▸ **EXERCISE BRIEF**: Every entry must appear in the answer exactly as written.

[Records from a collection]
· · · · ·
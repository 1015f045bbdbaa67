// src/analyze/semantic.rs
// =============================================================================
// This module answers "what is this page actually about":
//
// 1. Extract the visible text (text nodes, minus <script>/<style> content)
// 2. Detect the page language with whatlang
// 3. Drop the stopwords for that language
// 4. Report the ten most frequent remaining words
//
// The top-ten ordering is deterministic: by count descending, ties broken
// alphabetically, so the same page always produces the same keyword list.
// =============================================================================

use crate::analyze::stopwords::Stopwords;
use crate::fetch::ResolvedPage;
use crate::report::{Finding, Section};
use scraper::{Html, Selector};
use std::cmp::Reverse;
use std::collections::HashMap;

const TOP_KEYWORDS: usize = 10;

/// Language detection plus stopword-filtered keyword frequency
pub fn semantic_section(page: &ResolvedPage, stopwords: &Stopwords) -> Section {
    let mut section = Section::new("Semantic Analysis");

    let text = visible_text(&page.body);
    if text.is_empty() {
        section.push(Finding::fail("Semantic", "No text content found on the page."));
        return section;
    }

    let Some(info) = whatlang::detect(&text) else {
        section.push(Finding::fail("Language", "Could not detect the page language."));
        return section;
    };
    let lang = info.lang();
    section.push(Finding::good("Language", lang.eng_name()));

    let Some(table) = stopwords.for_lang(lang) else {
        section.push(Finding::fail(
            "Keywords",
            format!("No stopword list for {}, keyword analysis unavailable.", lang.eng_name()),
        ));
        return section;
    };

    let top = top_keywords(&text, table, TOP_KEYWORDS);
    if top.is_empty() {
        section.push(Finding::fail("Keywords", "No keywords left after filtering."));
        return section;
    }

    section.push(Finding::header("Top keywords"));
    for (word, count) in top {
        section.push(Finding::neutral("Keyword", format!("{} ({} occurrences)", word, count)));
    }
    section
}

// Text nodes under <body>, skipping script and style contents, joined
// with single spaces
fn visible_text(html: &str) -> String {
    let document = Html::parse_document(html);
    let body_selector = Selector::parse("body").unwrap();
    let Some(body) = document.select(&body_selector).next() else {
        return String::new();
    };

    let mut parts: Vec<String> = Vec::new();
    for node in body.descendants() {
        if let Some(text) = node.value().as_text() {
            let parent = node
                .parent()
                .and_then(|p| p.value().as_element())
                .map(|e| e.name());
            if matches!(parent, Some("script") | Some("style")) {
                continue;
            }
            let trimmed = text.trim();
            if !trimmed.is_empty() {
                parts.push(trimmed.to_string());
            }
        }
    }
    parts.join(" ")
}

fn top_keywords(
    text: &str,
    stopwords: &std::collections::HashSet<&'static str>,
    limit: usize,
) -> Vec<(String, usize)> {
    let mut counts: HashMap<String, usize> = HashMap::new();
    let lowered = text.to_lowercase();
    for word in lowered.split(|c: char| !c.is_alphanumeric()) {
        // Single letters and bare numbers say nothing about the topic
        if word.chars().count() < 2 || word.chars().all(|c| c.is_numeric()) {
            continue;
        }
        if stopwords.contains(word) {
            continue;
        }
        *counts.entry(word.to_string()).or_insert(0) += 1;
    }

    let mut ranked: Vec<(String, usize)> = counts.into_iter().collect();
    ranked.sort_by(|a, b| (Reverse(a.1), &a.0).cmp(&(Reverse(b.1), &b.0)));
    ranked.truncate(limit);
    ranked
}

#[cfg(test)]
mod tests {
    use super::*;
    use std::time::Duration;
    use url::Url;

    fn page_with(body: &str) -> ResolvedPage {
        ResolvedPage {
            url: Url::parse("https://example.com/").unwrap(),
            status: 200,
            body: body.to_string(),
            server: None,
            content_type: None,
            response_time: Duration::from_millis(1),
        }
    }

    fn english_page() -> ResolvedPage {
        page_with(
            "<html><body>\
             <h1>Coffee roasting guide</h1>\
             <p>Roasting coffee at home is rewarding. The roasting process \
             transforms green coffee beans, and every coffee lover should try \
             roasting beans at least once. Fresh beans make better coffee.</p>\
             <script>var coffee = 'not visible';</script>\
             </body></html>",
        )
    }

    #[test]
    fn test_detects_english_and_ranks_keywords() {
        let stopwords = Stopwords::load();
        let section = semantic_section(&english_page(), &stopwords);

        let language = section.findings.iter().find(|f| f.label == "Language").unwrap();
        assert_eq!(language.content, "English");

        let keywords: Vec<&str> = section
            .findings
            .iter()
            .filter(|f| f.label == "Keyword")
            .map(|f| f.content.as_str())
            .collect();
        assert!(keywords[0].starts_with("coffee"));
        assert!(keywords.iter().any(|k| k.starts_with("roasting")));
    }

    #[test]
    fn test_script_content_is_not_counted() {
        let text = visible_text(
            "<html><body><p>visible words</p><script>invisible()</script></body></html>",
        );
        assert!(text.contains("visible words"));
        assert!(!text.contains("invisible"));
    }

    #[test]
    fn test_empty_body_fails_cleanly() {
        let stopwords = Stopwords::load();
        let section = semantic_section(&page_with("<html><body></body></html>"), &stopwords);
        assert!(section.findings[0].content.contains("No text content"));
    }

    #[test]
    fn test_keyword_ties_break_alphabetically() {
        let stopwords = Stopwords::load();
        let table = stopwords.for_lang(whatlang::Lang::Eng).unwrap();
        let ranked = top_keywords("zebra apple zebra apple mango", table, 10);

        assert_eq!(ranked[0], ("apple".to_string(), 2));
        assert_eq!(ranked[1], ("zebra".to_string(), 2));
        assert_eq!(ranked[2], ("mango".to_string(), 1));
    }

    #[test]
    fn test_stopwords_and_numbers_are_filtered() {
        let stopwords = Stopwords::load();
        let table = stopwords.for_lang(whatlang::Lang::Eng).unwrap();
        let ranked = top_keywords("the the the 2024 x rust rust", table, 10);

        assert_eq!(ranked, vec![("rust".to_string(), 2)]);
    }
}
· · · · ·
▸ **SOLVED PROBLEM**:
repository 1015f045bbdbaa67
// src/analyze/semantic.rs
// =============================================================================
// This module answers "what is this page actually about":
//
// 1. Extract the visible text (text nodes, minus <script>/<style> content)
// 2. Detect the page language with whatlang
// 3. Drop the stopwords for that language
// 4. Report the ten most frequent remaining words
//
// The top-ten ordering is deterministic: by count descending, ties broken
// alphabetically, so the same page always produces the same keyword list.
// =============================================================================

use crate::analyze::stopwords::Stopwords;
use crate::fetch::ResolvedPage;
use crate::report::{Finding, Section};
use scraper::{Html, Selector};
use std::cmp::Reverse;
use std::collections::HashMap;

const TOP_KEYWORDS: usize = 10;

/// Language detection plus stopword-filtered keyword frequency
pub fn semantic_section(page: &ResolvedPage, stopwords: &Stopwords) -> Section {
    let mut section = Section::new("Semantic Analysis");

    let text = visible_text(&page.body);
    if text.is_empty() {
        section.push(Finding::fail("Semantic", "No text content found on the page."));
        return section;
    }

    let Some(info) = whatlang::detect(&text) else {
        section.push(Finding::fail("Language", "Could not detect the page language."));
        return section;
    };
    let lang = info.lang();
    section.push(Finding::good("Language", lang.eng_name()));

    let Some(table) = stopwords.for_lang(lang) else {
        section.push(Finding::fail(
            "Keywords",
            format!("No stopword list for {}, keyword analysis unavailable.", lang.eng_name()),
        ));
        return section;
    };

    let top = top_keywords(&text, table, TOP_KEYWORDS);
    if top.is_empty() {
        section.push(Finding::fail("Keywords", "No keywords left after filtering."));
        return section;
    }

    section.push(Finding::header("Top keywords"));
    for (word, count) in top {
        section.push(Finding::neutral("Keyword", format!("{} ({} occurrences)", word, count)));
    }
    section
}

// Text nodes under <body>, skipping script and style contents, joined
// with single spaces
fn visible_text(html: &str) -> String {
    let document = Html::parse_document(html);
    let body_selector = Selector::parse("body").unwrap();
    let Some(body) = document.select(&body_selector).next() else {
        return String::new();
    };

    let mut parts: Vec<String> = Vec::new();
    for node in body.descendants() {
        if let Some(text) = node.value().as_text() {
            let parent = node
                .parent()
                .and_then(|p| p.value().as_element())
                .map(|e| e.name());
            if matches!(parent, Some("script") | Some("style")) {
                continue;
            }
            let trimmed = text.trim();
            if !trimmed.is_empty() {
                parts.push(trimmed.to_string());
            }
        }
    }
    parts.join(" ")
}

fn top_keywords(
    text: &str,
    stopwords: &std::collections::HashSet<&'static str>,
    limit: usize,
) -> Vec<(String, usize)> {
    let mut counts: HashMap<String, usize> = HashMap::new();
    let lowered = text.to_lowercase();
    for word in lowered.split(|c: char| !c.is_alphanumeric()) {
        // Single letters and bare numbers say nothing about the topic
        if word.chars().count() < 2 || word.chars().all(|c| c.is_numeric()) {
            continue;
        }
        if stopwords.contains(word) {
            continue;
        }
        *counts.entry(word.to_string()).or_insert(0) += 1;
    }

    let mut ranked: Vec<(String, usize)> = counts.into_iter().collect();
    ranked.sort_by(|a, b| (Reverse(a.1), &a.0).cmp(&(Reverse(b.1), &b.0)));
    ranked.truncate(limit);
    ranked
}

#[cfg(test)]
mod tests {
    use super::*;
    use std::time::Duration;
    use url::Url;

    fn page_with(body: &str) -> ResolvedPage {
        ResolvedPage {
            url: Url::parse("https://example.com/").unwrap(),
            status: 200,
            body: body.to_string(),
            server: None,
            content_type: None,
            response_time: Duration::from_millis(1),
        }
    }

    fn english_page() -> ResolvedPage {
        page_with(
            "<html><body>\
             <h1>Coffee roasting guide</h1>\
             <p>Roasting coffee at home is rewarding. The roasting process \
             transforms green coffee beans, and every coffee lover should try \
             roasting beans at least once. Fresh beans make better coffee.</p>\
             <script>var coffee = 'not visible';</script>\
             </body></html>",
        )
    }

    #[test]
    fn test_detects_english_and_ranks_keywords() {
        let stopwords = Stopwords::load();
        let section = semantic_section(&english_page(), &stopwords);

        let language = section.findings.iter().find(|f| f.label == "Language").unwrap();
        assert_eq!(language.content, "English");

        let keywords: Vec<&str> = section
            .findings
            .iter()
            .filter(|f| f.label == "Keyword")
            .map(|f| f.content.as_str())
            .collect();
        assert!(keywords[0].starts_with("coffee"));
        assert!(keywords.iter().any(|k| k.starts_with("roasting")));
    }

    #[test]
    fn test_script_content_is_not_counted() {
        let text = visible_text(
            "<html><body><p>visible words</p><script>invisible()</script></body></html>",
        );
        assert!(text.contains("visible words"));
        assert!(!text.contains("invisible"));
    }

    #[test]
    fn test_empty_body_fails_cleanly() {
        let stopwords = Stopwords::load();
        let section = semantic_section(&page_with("<html><body></body></html>"), &stopwords);
        assert!(section.findings[0].content.contains("No text content"));
    }

    #[test]
    fn test_keyword_ties_break_alphabetically() {
        let stopwords = Stopwords::load();
        let table = stopwords.for_lang(whatlang::Lang::Eng).unwrap();
        let ranked = top_keywords("zebra apple zebra apple mango", table, 10);

        assert_eq!(ranked[0], ("apple".to_string(), 2));
        assert_eq!(ranked[1], ("zebra".to_string(), 2));
        assert_eq!(ranked[2], ("mango".to_string(), 1));
    }

    #[test]
    fn test_stopwords_and_numbers_are_filtered() {
        let stopwords = Stopwords::load();
        let table = stopwords.for_lang(whatlang::Lang::Eng).unwrap();
        let ranked = top_keywords("the the the 2024 x rust rust", table, 10);

        assert_eq!(ranked, vec![("rust".to_string(), 2)]);
    }
}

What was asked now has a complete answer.